Given the roles of coagulation proteases in chronic renal diseases their impact on transplant nephropathy is of potential interest. Enhanced PAI-1 expression, which seems to be reduced by rapamycin treatment, might promote chronic allograft nephropathy^198,199. Increased vascular expression of TF has been observed in chronic, but not in acute allograft nephropathy²⁰⁰. In addition, acute ciclosporin-induced nephropathy was associated with increased TF immunoreactivity in the tubular brush border, suggesting that TF expression might be a useful diagnostic marker for this condition²⁰⁰. The relevance of this observation remains to be established. In models of xenotransplantation, inhibition of coagulation activation during the ischaemic period with either antithrombin or aPC markedly reduced chronic kidney graft fibrosis²⁰¹. This observation implies that excessive coagulation activation during the ischaemic period harms the transplant and that ex vivo anticoagulation of the transplant would be beneficial without increasing the risk of haemorrhage in the recipient. Deciphering the mechanism of such long-lasting effects, including the potential involvement of PARs¹⁹⁹, might lead to novel clinical interventions.

Unresolved questions

Although studies evaluating the role of the haemostatic system in renal disease have provided novel pathophysiological insights, a number of questions remain. For example the kinetics of altered expression of coagulation regulators and their receptors in renal disease remain largely undefined. Whether coagulation proteases gain access to extravascular renal cell compartments through controlled mechanisms and the role of locally expressed coagulation regulators also need to be defined. Some insights into cell-type-specific signalosomes have been gained, but further studies are warranted to characterize the interaction of PARs with other receptors, such as Toll-like receptors and receptor tyrosine kinases (for example EGFR or VEGFR), in the context of renal diseases^28,197. Such insights might enable the design of kidney-specific therapeutic approaches.

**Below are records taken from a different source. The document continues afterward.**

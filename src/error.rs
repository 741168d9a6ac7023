//! Error type shared by the model, the metrics and the dataset helpers.

/// Errors raised on invalid caller input.
///
/// Numeric problems (overflow, NaN) are never reported here: non-finite
/// inputs simply produce non-finite outputs.
#[derive(Debug, Clone, PartialEq, thiserror::Error)]
pub enum ModelError {
    #[error("xs and ys must have the same length (got {xs} and {ys})")]
    LengthMismatch { xs: usize, ys: usize },

    #[error("at least one observation is required")]
    EmptyInput,

    #[error("invalid parameter: {0}")]
    InvalidParameter(String),
}

impl ModelError {
    /// Validates that two paired sequences are non-empty and of equal length.
    pub(crate) fn check_pairs(xs: usize, ys: usize) -> Result<usize, ModelError> {
        if xs != ys {
            return Err(ModelError::LengthMismatch { xs, ys });
        }
        if xs == 0 {
            return Err(ModelError::EmptyInput);
        }
        Ok(xs)
    }
}
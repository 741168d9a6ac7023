//! Textbook regression metrics.
//!
//! These are the standard definitions. [`LinearModel::rmse`](crate::LinearModel::rmse)
//! deliberately uses a different formula; compare it with
//! [`root_mean_squared_error`] here.

use crate::{ModelError, Vector};

pub fn mean_squared_error(y_true: &Vector, y_pred: &Vector) -> Result<f64, ModelError> {
    let n = ModelError::check_pairs(y_true.len(), y_pred.len())?;

    let diff = y_true - y_pred;
    Ok(diff.mapv(|x| x * x).sum() / n as f64)
}

pub fn mean_absolute_error(y_true: &Vector, y_pred: &Vector) -> Result<f64, ModelError> {
    let n = ModelError::check_pairs(y_true.len(), y_pred.len())?;

    let diff = y_true - y_pred;
    Ok(diff.mapv(|x| x.abs()).sum() / n as f64)
}

/// `sqrt(mean((y_true - y_pred)^2))`.
pub fn root_mean_squared_error(y_true: &Vector, y_pred: &Vector) -> Result<f64, ModelError> {
    mean_squared_error(y_true, y_pred).map(f64::sqrt)
}

pub fn r2_score(y_true: &Vector, y_pred: &Vector) -> Result<f64, ModelError> {
    let n = ModelError::check_pairs(y_true.len(), y_pred.len())?;

    let y_mean = y_true.sum() / n as f64;
    let ss_res = (y_true - y_pred).mapv(|x| x * x).sum();
    let ss_tot = y_true.mapv(|x| (x - y_mean) * (x - y_mean)).sum();

    if ss_tot == 0.0 {
        return Ok(1.0); // Perfect prediction when variance is zero
    }

    Ok(1.0 - ss_res / ss_tot)
}
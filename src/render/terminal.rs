//! Terminal painter: Paint a live message's views with crossterm.
//!
//! The painter owns the rows below the point where the message started.
//! It tracks how many rows it has emitted (hard newlines plus soft wraps at
//! the terminal width) so a repaint can rewind to the start of the message,
//! clear, and draw again.
//!
//! When the renderer patched in place and only the trailing text view grew,
//! the painter appends the new suffix directly instead of repainting.
//!
//! Output assumes cooked mode: `\n` returns the cursor to column 0.

use super::diff::RenderPath;
use super::view::SegmentView;
use crate::parser::SegmentKind;
use crossterm::{
    cursor::{MoveToColumn, MoveUp},
    queue,
    style::{Attribute, Color, Print, ResetColor, SetAttribute, SetForegroundColor},
    terminal::{Clear, ClearType},
};
use std::io::{self, Write};
use unicode_width::UnicodeWidthChar;

/// Foreground color for code views.
const CODE_FG: Color = Color::Cyan;
/// Foreground color for the code language label.
const LABEL_FG: Color = Color::DarkGrey;

/// Paints one streaming message at the bottom of the terminal.
#[derive(Debug, Clone)]
pub struct TerminalPainter {
    /// Terminal width in columns.
    width: usize,
    /// Rows emitted below the message start.
    rows: usize,
    /// Current cursor column.
    col: usize,
    /// Content of each view as it is currently on screen.
    painted: Vec<String>,
}

impl TerminalPainter {
    /// Create a painter for a terminal of the given width.
    pub fn new(width: u16) -> Self {
        Self {
            width: usize::from(width.max(1)),
            rows: 0,
            col: 0,
            painted: Vec::new(),
        }
    }

    /// Update the terminal width (takes effect on the next repaint).
    pub fn set_width(&mut self, width: u16) {
        self.width = usize::from(width.max(1));
    }

    /// Rows emitted since the message started.
    pub const fn rows(&self) -> usize {
        self.rows
    }

    /// Paint `views` after a render that took `path`.
    pub fn paint<W: Write, V: SegmentView>(
        &mut self,
        out: &mut W,
        views: &[V],
        path: RenderPath,
    ) -> io::Result<()> {
        if path.is_fast() && self.can_append(views) {
            if let (Some(view), Some(painted)) = (views.last(), self.painted.last_mut()) {
                let suffix = &view.content()[painted.len()..];
                painted.push_str(suffix);
                let suffix = suffix.to_string();
                self.write_text(out, &suffix)?;
            }
        } else {
            self.repaint(out, views)?;
        }
        out.flush()
    }

    /// End the message: move to a fresh line and forget the painted rows.
    pub fn finish<W: Write>(&mut self, out: &mut W) -> io::Result<()> {
        self.break_line(out)?;
        self.rows = 0;
        self.col = 0;
        self.painted.clear();
        out.flush()
    }

    /// Whether the only change is text appended to a trailing text view.
    fn can_append<V: SegmentView>(&self, views: &[V]) -> bool {
        let Some((last, head)) = views.split_last() else {
            return false;
        };
        let Some((painted_last, painted_head)) = self.painted.split_last() else {
            return false;
        };

        // Head languages are not compared: a fence is closed before any
        // trailing text exists, so its tag can no longer change.
        last.kind() == SegmentKind::Text
            && head.len() == painted_head.len()
            && head
                .iter()
                .zip(painted_head)
                .all(|(view, painted)| view.content() == painted)
            && last.content().starts_with(painted_last.as_str())
    }

    fn repaint<W: Write, V: SegmentView>(&mut self, out: &mut W, views: &[V]) -> io::Result<()> {
        queue!(out, MoveToColumn(0))?;
        if self.rows > 0 {
            queue!(out, MoveUp(u16::try_from(self.rows).unwrap_or(u16::MAX)))?;
        }
        queue!(out, Clear(ClearType::FromCursorDown))?;
        self.rows = 0;
        self.col = 0;

        for view in views {
            self.write_view(out, view)?;
        }
        self.painted = views.iter().map(|v| v.content().to_string()).collect();
        Ok(())
    }

    fn write_view<W: Write, V: SegmentView>(&mut self, out: &mut W, view: &V) -> io::Result<()> {
        match view.kind() {
            SegmentKind::Text => self.write_text(out, view.content()),
            SegmentKind::Code => {
                self.break_line(out)?;
                if let Some(language) = view.language() {
                    queue!(out, SetForegroundColor(LABEL_FG))?;
                    self.write_text(out, &format!("[{language}]\n"))?;
                }
                queue!(out, SetForegroundColor(CODE_FG))?;
                self.write_text(out, view.content())?;
                queue!(out, ResetColor)?;
                self.break_line(out)
            }
            SegmentKind::Reasoning => {
                self.break_line(out)?;
                queue!(out, SetAttribute(Attribute::Dim), SetAttribute(Attribute::Italic))?;
                self.write_text(out, view.content().trim())?;
                queue!(out, SetAttribute(Attribute::Reset))?;
                self.break_line(out)
            }
        }
    }

    fn break_line<W: Write>(&mut self, out: &mut W) -> io::Result<()> {
        if self.col == 0 {
            return Ok(());
        }
        self.write_text(out, "\n")
    }

    /// Print text and advance the row/column tracking.
    fn write_text<W: Write>(&mut self, out: &mut W, text: &str) -> io::Result<()> {
        for ch in text.chars() {
            if ch == '\n' {
                self.rows += 1;
                self.col = 0;
                continue;
            }
            let width = ch.width().unwrap_or(0);
            if self.col + width > self.width {
                self.rows += 1;
                self.col = 0;
            }
            self.col += width;
        }
        queue!(out, Print(text))
    }
}
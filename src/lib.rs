//! # Chatwheel
//!
//! A streaming chat client for local Ollama-compatible model servers.
//!
//! Chatwheel renders a model's response while it is still arriving, without
//! rebuilding the display on every token and without ever blocking the
//! foreground on the network.
//!
//! ## Core Concepts
//!
//! - **Segment parsing**: plain text, fenced code and `<think>` asides are
//!   split from the growing text on every tick, tolerating open regions
//! - **Keyed diff**: views are patched in place while the kind sequence is
//!   unchanged and rebuilt only at structural transitions
//! - **Actor model**: one pump thread per request feeds a channel that the
//!   foreground drains without blocking
//! - **Typewriter pacing**: visible text chases the received text at a rate
//!   that grows with the backlog
//!
//! ## Example
//!
//! ```rust
//! use chatwheel::parser::{parse, SegmentKind};
//!
//! let segments = parse("Here:\n```py\nprint(1)\n```");
//! assert_eq!(segments[1].kind, SegmentKind::Code);
//! assert_eq!(segments[1].language.as_deref(), Some("py"));
//! ```

#![warn(missing_docs)]
#![warn(clippy::pedantic)]
#![warn(clippy::nursery)]
#![allow(clippy::module_name_repetitions)]
#![allow(clippy::must_use_candidate)]

pub mod actor;
pub mod client;
pub mod config;
pub mod error;
pub mod history;
pub mod parser;
pub mod render;
pub mod session;
pub mod turn;

// Re-exports for convenience
pub use actor::{CancelToken, Conversation, SessionEvent, StreamEvent, StreamPump};
pub use client::{ChatBackend, ChatRequest, OllamaClient, PullProgress};
pub use config::ChatConfig;
pub use error::{ChatError, Result};
pub use parser::{parse, Segment, SegmentKind};
pub use render::{RenderPath, SegmentDiffRenderer, SegmentView, TextBlock, ViewFactory};
pub use session::{PacingPolicy, SessionPhase, TickOutcome, TypewriterScheduler};
pub use turn::{ChatTurn, Role};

Studies addressing these questions will likely provide new insights into the regulation of intracellular signalling pathways, tissue remodelling and sterile inflammation in renal disease. While these questions are being experimentally addressed, clinical studies evaluating novel anticoagulants or the first clinically approved PAR antagonist (voraxapar), which might alter coagulation signalling in the kidney, should include renal end points to provide additional insight into their renal benefits and/or adverse effects. Such clinical studies have been initiated and data might become available in the near future¹⁰⁵.

Conclusions

Considerable advances have been made in understanding the physiology and pathophysiology of coagulation proteases, their regulators and their receptors in renal disease. Knowledge now exists of the functions of the haemostatic system conveyed via intravascular blood clotting, fibrin formation and fibrinolysis, but also through direct modulation of renal cell function through protease-dependent signalling. The identification of cell-specific, PAR-dependent signalosomes in renal tissue has provided new pathogenic concepts and, importantly, identified potential therapeutic targets. The translation of these new insights into the clinic, however, requires further mechanistic studies. In addition, surveillance of renal function in clinical studies evaluating new anticoagulants or therapeutics targeting PARs is required to gain insights into the function of coagulation proteases and their receptors in humans. Based on the available data, the possibility exists, but remains to be explored, that targeting specific coagulation proteases, their receptors or underlying mechanisms might enable clinicians to improve the treatment of renal disease.